PROMPT: Every line below that holds "warning" must be copied.

Data entries:
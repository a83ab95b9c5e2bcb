//! Terminal output helpers — styled text for humans, JSON lines for machines.
//!
//! `console` for colors (respects NO_COLOR, auto-disables when piped),
//! `comfy-table` for the history table, `indicatif` for the in-flight
//! spinner.

use std::sync::atomic::{AtomicBool, Ordering};

use comfy_table::{presets::UTF8_FULL, Cell, Color, ContentArrangement, Table};
use console::style;
use indicatif::{ProgressBar, ProgressStyle};
use serde::Serialize;
use serde_json::Value as JsonValue;

use crate::cli::OutputFormat;

static JSON_MODE: AtomicBool = AtomicBool::new(false);

pub fn init(format: OutputFormat) {
    if matches!(format, OutputFormat::Json) {
        JSON_MODE.store(true, Ordering::Relaxed);
    }
}

pub fn is_json() -> bool {
    JSON_MODE.load(Ordering::Relaxed)
}

#[derive(Serialize)]
struct Line<'a> {
    level: &'a str,
    message: &'a str,
    #[serde(skip_serializing_if = "Option::is_none")]
    data: Option<&'a JsonValue>,
}

fn emit(level: &str, message: &str, data: Option<&JsonValue>) {
    let line = Line {
        level,
        message,
        data,
    };
    match serde_json::to_string(&line) {
        Ok(json) => println!("{json}"),
        Err(_) => println!("{{\"level\":\"{level}\"}}"),
    }
}

pub fn header(text: &str) {
    if is_json() {
        emit("info", text, None);
    } else {
        println!("{}", style(text).bold().magenta());
    }
}

pub fn success(text: &str) {
    if is_json() {
        emit("success", text, None);
    } else {
        println!("{} {}", style("✓").green(), text);
    }
}

pub fn error(text: &str) {
    if is_json() {
        let data = None;
        let line = Line {
            level: "error",
            message: text,
            data,
        };
        eprintln!("{}", serde_json::to_string(&line).unwrap_or_default());
    } else {
        eprintln!("{} {}", style("✗").red(), style(text).bright());
    }
}

pub fn warning(text: &str) {
    if is_json() {
        emit("warning", text, None);
    } else {
        println!("{} {}", style("!").yellow(), style(text).bright());
    }
}

pub fn dim(text: &str) {
    if is_json() {
        emit("info", text, None);
    } else {
        println!("{}", style(text).dim());
    }
}

pub fn kv(key: &str, value: &str) {
    if is_json() {
        let data = serde_json::json!({ key: value });
        emit("info", key, Some(&data));
    } else {
        println!("  {} {}", style(key).cyan().bold(), value);
    }
}

/// Emit a serializable value: pretty JSON in text mode too, since solution
/// payloads are the actual deliverable.
pub fn data<T: Serialize>(label: &str, value: &T) {
    let json_val = serde_json::to_value(value).unwrap_or(JsonValue::Null);
    if is_json() {
        emit("data", label, Some(&json_val));
    } else {
        let formatted =
            serde_json::to_string_pretty(&json_val).unwrap_or_else(|_| json_val.to_string());
        println!("{formatted}");
    }
}

/// Styled table for history listings.
pub fn table(headers: &[&str]) -> Table {
    let mut table = Table::new();
    table
        .load_preset(UTF8_FULL)
        .set_content_arrangement(ContentArrangement::Dynamic);
    table.set_header(
        headers
            .iter()
            .map(|h| {
                Cell::new(h)
                    .fg(Color::Magenta)
                    .add_attribute(comfy_table::Attribute::Bold)
            })
            .collect::<Vec<_>>(),
    );
    table
}

/// Spinner shown while the model round trip is in flight. Hidden in JSON
/// mode so output stays line-structured.
pub fn spinner(message: &str) -> ProgressBar {
    if is_json() {
        return ProgressBar::hidden();
    }
    let spinner = ProgressBar::new_spinner();
    if let Ok(tpl) = ProgressStyle::default_spinner().template("{spinner:.magenta} {msg}") {
        spinner.set_style(tpl);
    }
    spinner.set_message(message.to_string());
    spinner.enable_steady_tick(std::time::Duration::from_millis(80));
    spinner
}

pub fn spinner_success(spinner: &ProgressBar, message: &str) {
    spinner.abandon();
    success(message);
}

pub fn spinner_error(spinner: &ProgressBar, message: &str) {
    spinner.abandon();
    error(message);
}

ANSWER FOR THIS EXERCISE:
pub fn warning(text: &str) {
        emit("warning", text, None);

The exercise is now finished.